(Stored data)
====

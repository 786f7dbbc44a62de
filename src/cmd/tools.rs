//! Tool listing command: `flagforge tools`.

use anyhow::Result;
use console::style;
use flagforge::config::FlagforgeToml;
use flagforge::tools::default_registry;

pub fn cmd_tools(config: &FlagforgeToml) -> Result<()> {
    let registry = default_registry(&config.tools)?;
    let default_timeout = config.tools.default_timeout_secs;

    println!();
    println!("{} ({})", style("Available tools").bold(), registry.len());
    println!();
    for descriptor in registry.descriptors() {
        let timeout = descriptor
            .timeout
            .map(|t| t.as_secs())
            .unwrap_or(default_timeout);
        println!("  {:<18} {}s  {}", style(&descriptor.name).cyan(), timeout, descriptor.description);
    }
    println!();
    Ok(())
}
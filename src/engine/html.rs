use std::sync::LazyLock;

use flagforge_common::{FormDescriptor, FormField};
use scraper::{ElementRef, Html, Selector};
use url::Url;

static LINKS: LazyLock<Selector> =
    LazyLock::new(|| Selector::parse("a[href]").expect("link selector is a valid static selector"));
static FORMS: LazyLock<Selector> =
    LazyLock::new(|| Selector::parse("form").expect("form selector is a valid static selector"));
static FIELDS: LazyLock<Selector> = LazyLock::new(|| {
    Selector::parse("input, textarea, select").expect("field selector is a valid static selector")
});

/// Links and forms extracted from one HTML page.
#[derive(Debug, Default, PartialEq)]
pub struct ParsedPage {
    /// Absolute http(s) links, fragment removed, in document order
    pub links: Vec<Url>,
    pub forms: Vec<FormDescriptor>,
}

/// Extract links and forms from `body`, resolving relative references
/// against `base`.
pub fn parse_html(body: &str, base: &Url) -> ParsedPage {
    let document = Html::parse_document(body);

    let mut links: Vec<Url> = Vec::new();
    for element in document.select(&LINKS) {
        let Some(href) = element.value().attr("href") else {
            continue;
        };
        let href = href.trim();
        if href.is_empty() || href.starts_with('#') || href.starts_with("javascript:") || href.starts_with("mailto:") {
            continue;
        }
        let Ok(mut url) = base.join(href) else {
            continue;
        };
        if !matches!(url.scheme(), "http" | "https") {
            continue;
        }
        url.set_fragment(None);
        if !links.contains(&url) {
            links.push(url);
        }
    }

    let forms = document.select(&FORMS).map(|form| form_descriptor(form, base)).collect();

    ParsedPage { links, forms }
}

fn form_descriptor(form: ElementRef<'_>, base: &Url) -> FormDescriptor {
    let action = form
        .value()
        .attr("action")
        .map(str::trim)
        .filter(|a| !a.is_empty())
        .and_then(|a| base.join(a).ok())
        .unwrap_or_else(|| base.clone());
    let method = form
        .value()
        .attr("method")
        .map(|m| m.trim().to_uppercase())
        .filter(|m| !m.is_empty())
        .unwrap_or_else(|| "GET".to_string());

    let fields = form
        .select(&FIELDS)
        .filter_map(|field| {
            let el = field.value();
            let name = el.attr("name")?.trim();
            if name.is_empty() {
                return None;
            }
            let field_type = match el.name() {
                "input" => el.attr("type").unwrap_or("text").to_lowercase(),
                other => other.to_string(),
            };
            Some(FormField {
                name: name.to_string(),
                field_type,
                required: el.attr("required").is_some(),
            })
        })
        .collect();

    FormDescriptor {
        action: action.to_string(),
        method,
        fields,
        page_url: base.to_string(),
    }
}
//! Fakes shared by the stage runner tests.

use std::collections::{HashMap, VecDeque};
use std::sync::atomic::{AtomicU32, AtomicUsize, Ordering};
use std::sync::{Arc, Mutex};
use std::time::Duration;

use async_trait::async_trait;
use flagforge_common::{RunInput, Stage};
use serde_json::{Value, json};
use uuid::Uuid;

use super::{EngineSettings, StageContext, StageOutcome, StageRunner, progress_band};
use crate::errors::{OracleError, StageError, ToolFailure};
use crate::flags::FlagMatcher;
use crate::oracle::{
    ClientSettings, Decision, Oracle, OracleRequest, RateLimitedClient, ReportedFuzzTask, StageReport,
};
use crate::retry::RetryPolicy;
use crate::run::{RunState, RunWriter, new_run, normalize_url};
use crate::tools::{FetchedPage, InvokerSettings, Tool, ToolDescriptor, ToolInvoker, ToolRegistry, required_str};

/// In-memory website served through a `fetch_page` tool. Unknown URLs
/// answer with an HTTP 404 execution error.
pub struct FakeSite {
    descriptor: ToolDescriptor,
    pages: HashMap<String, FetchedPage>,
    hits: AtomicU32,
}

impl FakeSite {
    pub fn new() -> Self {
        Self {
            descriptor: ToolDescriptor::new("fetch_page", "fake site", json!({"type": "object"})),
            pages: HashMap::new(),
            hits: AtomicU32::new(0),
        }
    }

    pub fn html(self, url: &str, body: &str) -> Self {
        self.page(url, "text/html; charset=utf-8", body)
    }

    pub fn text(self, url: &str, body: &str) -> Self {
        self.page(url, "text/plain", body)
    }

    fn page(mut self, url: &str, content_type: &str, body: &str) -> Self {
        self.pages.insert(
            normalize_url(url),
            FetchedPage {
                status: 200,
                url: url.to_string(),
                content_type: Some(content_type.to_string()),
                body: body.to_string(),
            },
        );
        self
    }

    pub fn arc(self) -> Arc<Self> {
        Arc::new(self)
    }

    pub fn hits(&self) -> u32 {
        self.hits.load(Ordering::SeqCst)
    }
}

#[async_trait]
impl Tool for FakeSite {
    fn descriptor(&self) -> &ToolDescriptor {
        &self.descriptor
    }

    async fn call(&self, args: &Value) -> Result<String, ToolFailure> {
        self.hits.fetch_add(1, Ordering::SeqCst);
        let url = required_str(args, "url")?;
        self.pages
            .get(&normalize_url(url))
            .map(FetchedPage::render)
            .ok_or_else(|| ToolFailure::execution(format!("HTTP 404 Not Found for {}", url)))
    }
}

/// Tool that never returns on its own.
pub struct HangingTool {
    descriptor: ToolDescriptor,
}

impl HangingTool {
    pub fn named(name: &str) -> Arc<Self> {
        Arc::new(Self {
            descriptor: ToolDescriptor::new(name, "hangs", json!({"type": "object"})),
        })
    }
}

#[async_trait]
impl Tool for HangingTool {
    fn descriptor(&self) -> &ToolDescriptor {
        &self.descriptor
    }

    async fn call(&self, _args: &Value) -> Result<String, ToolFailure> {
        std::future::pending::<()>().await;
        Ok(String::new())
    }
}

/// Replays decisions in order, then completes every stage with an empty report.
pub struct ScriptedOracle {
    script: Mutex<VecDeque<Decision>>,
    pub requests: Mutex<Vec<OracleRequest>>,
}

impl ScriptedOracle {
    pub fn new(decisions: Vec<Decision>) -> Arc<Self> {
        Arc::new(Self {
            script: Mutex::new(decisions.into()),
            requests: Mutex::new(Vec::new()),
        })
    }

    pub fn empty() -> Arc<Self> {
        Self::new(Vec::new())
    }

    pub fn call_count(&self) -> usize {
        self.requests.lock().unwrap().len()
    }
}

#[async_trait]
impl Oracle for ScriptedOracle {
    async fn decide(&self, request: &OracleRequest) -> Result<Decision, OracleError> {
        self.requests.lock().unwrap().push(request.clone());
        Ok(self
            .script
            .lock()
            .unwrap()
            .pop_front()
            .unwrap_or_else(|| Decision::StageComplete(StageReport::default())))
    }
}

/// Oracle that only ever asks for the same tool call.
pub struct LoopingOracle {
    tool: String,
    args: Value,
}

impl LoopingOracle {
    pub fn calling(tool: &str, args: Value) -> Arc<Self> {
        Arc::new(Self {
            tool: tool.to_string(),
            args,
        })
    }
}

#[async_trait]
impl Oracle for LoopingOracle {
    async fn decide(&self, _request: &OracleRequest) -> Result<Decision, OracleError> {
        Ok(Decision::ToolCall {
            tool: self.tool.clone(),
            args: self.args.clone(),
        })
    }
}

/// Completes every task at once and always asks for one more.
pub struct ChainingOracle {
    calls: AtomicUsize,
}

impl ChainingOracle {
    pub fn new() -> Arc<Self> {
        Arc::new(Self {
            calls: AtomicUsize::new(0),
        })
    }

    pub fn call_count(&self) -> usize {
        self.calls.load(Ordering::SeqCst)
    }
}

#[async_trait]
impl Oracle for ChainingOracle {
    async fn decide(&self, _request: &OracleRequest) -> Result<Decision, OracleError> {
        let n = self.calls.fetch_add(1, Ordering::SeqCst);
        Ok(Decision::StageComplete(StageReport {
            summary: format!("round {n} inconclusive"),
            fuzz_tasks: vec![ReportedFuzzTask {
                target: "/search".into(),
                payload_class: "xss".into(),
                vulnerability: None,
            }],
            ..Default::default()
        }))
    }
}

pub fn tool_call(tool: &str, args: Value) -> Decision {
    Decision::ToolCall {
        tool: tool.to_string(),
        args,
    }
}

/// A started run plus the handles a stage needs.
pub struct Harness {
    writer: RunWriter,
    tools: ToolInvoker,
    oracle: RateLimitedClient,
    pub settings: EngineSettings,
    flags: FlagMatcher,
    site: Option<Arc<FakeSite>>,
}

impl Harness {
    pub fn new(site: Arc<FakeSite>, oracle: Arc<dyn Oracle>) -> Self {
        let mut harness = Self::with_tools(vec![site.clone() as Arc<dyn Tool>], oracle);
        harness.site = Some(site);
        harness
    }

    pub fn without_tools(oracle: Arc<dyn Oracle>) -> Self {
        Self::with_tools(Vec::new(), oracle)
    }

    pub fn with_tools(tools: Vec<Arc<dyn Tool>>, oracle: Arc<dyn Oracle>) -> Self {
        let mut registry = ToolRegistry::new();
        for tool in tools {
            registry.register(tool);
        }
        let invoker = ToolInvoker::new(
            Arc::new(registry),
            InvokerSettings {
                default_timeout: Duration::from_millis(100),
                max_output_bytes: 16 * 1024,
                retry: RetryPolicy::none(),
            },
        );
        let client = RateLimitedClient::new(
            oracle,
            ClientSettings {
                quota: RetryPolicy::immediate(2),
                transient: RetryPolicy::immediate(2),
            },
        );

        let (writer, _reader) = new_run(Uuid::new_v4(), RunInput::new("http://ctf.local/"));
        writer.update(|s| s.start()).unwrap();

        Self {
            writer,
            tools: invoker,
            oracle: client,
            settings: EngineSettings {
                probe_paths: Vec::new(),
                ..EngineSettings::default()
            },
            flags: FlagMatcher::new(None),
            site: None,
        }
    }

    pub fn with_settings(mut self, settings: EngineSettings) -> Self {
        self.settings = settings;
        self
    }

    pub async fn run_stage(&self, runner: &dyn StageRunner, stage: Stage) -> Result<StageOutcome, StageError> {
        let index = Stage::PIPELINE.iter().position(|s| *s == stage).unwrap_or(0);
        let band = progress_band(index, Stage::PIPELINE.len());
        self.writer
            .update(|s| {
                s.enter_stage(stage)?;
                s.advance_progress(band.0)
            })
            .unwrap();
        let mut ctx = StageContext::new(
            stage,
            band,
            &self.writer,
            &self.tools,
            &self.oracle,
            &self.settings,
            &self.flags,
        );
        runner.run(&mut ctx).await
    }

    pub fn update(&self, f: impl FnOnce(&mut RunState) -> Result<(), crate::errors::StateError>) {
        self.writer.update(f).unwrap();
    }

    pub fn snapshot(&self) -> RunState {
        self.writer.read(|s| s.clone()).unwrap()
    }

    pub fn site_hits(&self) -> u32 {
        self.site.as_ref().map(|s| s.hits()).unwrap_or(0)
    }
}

====

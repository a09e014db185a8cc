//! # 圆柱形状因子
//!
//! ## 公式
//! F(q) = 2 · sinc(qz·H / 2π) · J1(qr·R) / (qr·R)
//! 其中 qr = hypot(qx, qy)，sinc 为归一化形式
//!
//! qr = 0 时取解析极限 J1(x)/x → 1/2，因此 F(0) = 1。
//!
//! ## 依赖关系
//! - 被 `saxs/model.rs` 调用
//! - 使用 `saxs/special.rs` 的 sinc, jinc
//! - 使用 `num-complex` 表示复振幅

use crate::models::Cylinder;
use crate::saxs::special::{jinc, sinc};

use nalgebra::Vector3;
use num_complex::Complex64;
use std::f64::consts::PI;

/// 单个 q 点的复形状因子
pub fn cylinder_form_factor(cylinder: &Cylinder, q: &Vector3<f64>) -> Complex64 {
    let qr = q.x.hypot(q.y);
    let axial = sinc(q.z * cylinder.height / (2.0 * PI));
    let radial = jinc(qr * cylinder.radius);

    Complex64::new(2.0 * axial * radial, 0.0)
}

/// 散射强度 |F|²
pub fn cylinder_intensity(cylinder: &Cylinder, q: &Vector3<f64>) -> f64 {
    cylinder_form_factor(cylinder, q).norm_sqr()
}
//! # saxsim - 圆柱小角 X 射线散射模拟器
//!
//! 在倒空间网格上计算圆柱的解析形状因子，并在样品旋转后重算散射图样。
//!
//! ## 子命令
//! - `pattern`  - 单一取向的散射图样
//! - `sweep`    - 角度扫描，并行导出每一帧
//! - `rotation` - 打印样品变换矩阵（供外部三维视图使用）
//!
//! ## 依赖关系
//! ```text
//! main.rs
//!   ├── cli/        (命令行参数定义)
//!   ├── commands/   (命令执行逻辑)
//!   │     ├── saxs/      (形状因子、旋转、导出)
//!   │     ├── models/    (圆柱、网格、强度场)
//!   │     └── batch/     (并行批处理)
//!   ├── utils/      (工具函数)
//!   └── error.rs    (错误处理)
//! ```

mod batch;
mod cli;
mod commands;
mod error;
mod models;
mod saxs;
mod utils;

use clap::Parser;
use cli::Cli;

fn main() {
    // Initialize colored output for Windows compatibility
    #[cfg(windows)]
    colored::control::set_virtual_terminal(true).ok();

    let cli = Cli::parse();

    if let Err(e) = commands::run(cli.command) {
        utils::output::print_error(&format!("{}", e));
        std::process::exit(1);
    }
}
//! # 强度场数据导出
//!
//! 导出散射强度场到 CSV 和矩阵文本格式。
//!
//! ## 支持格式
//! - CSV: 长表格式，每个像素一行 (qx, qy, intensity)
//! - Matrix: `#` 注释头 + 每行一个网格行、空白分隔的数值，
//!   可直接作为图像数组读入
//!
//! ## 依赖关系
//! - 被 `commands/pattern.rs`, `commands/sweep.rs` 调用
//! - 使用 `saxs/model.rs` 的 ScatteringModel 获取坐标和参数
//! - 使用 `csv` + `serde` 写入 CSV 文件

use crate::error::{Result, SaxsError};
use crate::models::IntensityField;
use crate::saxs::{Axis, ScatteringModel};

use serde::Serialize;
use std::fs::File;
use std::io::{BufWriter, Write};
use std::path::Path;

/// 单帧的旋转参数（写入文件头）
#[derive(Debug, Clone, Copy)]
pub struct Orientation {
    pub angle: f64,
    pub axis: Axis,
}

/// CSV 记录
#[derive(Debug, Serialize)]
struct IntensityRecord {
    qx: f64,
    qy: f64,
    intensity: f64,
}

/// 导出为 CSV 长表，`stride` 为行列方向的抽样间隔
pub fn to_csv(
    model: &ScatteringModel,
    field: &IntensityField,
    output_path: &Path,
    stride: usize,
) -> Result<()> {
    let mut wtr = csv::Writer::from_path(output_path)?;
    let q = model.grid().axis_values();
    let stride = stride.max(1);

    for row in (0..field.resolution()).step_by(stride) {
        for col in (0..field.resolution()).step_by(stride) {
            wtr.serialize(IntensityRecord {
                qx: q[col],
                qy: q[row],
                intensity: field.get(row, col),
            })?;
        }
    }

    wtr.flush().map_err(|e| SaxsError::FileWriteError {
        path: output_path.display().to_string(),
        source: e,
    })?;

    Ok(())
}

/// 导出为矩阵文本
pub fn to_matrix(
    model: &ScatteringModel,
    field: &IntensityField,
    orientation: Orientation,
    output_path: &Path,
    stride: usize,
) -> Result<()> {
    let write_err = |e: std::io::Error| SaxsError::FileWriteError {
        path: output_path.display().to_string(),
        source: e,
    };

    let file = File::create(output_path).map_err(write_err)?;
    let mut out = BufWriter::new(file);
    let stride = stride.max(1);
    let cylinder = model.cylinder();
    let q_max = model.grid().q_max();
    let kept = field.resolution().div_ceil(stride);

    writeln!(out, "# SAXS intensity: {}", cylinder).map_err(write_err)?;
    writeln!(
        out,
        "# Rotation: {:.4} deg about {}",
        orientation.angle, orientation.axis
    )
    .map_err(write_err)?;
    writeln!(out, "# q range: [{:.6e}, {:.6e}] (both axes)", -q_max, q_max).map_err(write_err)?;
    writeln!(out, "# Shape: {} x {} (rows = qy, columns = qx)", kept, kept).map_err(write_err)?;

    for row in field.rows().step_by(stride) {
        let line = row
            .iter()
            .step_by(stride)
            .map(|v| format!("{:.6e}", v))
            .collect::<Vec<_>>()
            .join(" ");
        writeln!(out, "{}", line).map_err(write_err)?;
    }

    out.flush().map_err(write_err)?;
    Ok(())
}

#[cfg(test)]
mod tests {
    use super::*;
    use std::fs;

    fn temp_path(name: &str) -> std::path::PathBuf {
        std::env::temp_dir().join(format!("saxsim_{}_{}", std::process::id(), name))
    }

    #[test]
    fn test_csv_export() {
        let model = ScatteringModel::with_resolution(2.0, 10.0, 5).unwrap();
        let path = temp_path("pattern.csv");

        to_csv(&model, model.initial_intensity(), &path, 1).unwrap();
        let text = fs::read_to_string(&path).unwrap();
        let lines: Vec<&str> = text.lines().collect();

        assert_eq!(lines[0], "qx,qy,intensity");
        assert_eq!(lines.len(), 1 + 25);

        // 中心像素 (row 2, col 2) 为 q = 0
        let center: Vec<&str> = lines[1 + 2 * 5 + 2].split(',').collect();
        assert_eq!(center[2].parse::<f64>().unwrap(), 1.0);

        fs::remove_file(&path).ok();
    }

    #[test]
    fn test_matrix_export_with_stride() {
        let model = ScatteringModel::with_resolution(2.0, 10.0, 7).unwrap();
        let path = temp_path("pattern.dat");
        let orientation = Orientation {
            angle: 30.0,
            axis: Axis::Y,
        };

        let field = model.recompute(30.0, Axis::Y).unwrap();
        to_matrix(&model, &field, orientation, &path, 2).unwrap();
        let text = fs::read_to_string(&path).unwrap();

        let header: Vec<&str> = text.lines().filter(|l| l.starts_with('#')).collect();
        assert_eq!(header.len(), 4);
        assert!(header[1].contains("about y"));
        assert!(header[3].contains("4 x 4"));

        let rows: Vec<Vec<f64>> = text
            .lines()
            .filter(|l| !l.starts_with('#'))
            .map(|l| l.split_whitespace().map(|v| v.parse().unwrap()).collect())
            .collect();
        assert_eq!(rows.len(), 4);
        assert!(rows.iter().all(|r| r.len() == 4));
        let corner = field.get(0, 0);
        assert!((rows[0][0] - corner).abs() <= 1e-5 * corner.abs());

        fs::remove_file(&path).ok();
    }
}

====

• _To do_
In the records above, some lines hold the word "axial". Say how many, and nothing more.

• _Result_
2